> REQUIRED ACTION
In the records below, find every line that contains "copy" and list it.

> EXCERPTED DATA
---*---

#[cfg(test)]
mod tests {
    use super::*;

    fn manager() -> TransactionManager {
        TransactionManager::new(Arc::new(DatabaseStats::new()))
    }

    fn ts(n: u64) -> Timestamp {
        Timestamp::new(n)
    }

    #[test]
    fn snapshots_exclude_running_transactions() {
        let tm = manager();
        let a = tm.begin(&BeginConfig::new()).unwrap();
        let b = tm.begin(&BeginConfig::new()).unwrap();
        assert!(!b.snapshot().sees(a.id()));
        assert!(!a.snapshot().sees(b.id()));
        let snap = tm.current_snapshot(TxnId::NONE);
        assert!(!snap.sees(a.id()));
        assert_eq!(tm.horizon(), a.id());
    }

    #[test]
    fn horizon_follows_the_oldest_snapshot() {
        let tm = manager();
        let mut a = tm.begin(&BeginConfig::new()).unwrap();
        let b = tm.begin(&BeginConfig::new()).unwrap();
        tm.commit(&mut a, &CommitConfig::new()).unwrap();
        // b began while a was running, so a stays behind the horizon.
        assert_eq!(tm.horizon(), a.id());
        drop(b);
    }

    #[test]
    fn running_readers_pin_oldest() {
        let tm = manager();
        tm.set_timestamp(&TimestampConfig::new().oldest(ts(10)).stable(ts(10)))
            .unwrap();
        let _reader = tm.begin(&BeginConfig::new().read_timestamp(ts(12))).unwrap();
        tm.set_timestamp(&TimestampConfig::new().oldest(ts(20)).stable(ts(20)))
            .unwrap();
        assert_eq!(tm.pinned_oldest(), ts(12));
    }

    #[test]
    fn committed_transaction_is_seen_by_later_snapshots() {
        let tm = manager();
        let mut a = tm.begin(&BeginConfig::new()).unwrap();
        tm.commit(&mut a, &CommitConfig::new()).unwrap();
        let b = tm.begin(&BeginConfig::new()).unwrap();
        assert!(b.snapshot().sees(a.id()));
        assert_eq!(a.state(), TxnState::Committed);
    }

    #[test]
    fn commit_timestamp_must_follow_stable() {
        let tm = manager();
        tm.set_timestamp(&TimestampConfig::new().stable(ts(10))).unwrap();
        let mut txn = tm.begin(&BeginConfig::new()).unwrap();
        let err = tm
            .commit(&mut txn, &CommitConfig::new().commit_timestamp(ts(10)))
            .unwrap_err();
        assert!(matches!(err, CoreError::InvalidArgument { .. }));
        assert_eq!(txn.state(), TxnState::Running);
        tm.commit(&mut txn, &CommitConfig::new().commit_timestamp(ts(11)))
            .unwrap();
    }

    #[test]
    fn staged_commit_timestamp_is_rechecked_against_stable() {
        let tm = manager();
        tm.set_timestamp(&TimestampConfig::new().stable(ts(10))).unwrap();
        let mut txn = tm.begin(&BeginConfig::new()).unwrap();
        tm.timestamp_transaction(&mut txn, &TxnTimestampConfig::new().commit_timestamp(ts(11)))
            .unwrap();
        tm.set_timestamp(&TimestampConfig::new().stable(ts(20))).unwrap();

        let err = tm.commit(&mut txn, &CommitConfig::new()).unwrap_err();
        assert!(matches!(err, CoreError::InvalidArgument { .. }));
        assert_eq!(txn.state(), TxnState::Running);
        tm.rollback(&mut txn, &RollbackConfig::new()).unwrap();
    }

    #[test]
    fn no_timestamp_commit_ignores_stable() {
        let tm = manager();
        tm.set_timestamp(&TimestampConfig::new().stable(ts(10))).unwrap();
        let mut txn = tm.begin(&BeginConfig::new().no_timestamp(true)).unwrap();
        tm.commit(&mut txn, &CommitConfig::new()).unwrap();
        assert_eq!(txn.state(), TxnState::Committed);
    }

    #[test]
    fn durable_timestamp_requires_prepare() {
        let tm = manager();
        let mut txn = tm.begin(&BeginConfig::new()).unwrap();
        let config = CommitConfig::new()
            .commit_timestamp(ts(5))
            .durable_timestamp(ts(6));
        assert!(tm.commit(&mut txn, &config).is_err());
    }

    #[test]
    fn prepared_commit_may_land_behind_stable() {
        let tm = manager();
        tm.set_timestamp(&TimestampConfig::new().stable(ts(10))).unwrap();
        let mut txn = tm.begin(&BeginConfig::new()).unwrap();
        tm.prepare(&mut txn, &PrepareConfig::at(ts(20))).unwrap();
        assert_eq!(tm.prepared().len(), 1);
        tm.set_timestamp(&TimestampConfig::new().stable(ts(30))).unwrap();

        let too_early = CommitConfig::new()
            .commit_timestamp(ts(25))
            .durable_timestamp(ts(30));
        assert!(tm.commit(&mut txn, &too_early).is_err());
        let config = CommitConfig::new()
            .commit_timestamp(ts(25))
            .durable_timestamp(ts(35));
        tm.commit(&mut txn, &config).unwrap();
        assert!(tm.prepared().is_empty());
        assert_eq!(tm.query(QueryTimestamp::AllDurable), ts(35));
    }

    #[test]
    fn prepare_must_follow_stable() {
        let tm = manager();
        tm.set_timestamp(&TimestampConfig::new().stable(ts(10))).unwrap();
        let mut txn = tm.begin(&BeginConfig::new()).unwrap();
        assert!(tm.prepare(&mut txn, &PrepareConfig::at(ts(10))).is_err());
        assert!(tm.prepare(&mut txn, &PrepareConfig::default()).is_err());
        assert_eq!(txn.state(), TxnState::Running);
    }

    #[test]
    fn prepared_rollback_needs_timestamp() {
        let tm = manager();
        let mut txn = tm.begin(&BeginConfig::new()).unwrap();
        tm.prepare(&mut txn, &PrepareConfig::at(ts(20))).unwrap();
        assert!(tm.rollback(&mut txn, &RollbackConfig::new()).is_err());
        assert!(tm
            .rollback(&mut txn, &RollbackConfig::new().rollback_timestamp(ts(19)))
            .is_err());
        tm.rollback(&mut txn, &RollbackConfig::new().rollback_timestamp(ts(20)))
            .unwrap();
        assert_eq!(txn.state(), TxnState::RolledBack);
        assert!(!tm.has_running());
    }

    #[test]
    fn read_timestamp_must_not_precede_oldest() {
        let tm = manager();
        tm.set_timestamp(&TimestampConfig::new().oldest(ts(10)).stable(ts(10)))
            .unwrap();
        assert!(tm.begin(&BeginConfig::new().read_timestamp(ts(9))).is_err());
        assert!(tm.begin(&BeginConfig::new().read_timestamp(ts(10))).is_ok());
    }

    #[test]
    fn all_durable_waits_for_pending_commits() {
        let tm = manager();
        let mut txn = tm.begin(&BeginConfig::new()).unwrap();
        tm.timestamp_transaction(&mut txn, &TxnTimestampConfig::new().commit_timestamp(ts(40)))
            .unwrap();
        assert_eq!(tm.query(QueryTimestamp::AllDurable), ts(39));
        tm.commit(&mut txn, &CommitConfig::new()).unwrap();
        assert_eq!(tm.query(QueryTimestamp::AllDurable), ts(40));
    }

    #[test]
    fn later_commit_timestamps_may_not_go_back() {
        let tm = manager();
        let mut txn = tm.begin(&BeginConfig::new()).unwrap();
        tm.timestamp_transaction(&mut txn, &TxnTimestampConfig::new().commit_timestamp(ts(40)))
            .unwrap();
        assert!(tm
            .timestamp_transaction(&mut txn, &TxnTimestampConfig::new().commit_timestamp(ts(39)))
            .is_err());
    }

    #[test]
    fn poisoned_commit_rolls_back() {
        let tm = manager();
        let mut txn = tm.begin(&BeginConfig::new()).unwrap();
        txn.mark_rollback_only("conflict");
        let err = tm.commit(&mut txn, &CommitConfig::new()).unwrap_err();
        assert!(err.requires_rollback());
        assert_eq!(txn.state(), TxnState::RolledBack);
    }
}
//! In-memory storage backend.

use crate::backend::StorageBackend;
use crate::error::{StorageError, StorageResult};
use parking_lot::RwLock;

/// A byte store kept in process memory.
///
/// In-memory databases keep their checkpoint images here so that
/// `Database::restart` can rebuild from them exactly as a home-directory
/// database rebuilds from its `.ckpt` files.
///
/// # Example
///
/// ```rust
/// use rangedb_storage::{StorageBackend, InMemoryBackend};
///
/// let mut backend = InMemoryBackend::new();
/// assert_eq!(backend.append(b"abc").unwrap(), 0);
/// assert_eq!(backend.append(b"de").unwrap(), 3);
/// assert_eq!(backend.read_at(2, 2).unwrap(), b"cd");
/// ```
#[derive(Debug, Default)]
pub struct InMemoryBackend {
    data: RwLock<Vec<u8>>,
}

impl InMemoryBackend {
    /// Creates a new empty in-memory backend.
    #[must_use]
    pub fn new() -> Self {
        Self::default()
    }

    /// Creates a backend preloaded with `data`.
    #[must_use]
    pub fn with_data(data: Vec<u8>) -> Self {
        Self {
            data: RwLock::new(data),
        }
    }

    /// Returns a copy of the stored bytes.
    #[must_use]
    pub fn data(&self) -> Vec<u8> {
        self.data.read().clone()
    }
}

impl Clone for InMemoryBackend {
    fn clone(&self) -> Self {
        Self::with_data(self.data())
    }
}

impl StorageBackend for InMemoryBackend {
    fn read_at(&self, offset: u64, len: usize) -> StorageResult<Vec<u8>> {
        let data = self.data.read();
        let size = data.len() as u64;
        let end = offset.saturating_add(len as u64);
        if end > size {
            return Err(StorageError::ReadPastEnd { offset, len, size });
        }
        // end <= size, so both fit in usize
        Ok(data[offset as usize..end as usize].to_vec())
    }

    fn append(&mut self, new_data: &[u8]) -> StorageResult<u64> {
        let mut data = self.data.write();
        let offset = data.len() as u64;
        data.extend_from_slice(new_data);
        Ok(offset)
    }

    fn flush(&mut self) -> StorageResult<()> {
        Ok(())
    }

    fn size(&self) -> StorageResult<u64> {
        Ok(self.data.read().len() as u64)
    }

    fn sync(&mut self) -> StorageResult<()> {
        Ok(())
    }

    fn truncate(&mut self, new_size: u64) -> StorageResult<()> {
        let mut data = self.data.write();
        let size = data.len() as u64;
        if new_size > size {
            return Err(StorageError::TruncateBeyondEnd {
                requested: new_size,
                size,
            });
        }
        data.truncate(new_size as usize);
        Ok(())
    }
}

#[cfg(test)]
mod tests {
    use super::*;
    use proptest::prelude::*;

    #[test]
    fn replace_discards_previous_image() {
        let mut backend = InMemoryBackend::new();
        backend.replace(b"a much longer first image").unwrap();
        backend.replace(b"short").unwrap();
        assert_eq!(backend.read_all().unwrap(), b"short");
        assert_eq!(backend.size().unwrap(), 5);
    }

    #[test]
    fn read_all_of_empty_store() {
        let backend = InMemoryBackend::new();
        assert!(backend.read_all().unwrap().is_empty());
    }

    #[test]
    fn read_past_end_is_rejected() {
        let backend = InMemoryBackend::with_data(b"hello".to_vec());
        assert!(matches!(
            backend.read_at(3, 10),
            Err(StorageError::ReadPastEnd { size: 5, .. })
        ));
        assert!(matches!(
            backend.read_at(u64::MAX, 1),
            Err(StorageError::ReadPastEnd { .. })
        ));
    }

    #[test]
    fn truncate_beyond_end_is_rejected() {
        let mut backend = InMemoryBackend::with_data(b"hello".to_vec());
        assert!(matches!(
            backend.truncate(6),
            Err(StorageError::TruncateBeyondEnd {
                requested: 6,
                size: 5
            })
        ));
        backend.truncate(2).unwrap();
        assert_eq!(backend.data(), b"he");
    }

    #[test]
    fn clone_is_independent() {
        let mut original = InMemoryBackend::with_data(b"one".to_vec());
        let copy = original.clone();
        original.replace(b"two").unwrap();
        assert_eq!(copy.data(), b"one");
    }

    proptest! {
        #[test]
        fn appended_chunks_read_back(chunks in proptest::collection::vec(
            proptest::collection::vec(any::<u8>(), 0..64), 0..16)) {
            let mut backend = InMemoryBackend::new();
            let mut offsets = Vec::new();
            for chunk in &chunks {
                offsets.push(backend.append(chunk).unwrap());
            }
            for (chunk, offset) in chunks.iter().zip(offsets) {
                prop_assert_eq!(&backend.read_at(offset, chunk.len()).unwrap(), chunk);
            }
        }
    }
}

---*---

> YOUR SOLUTION
    /// Returns a copy of the stored bytes.
        let copy = original.clone();
        assert_eq!(copy.data(), b"one");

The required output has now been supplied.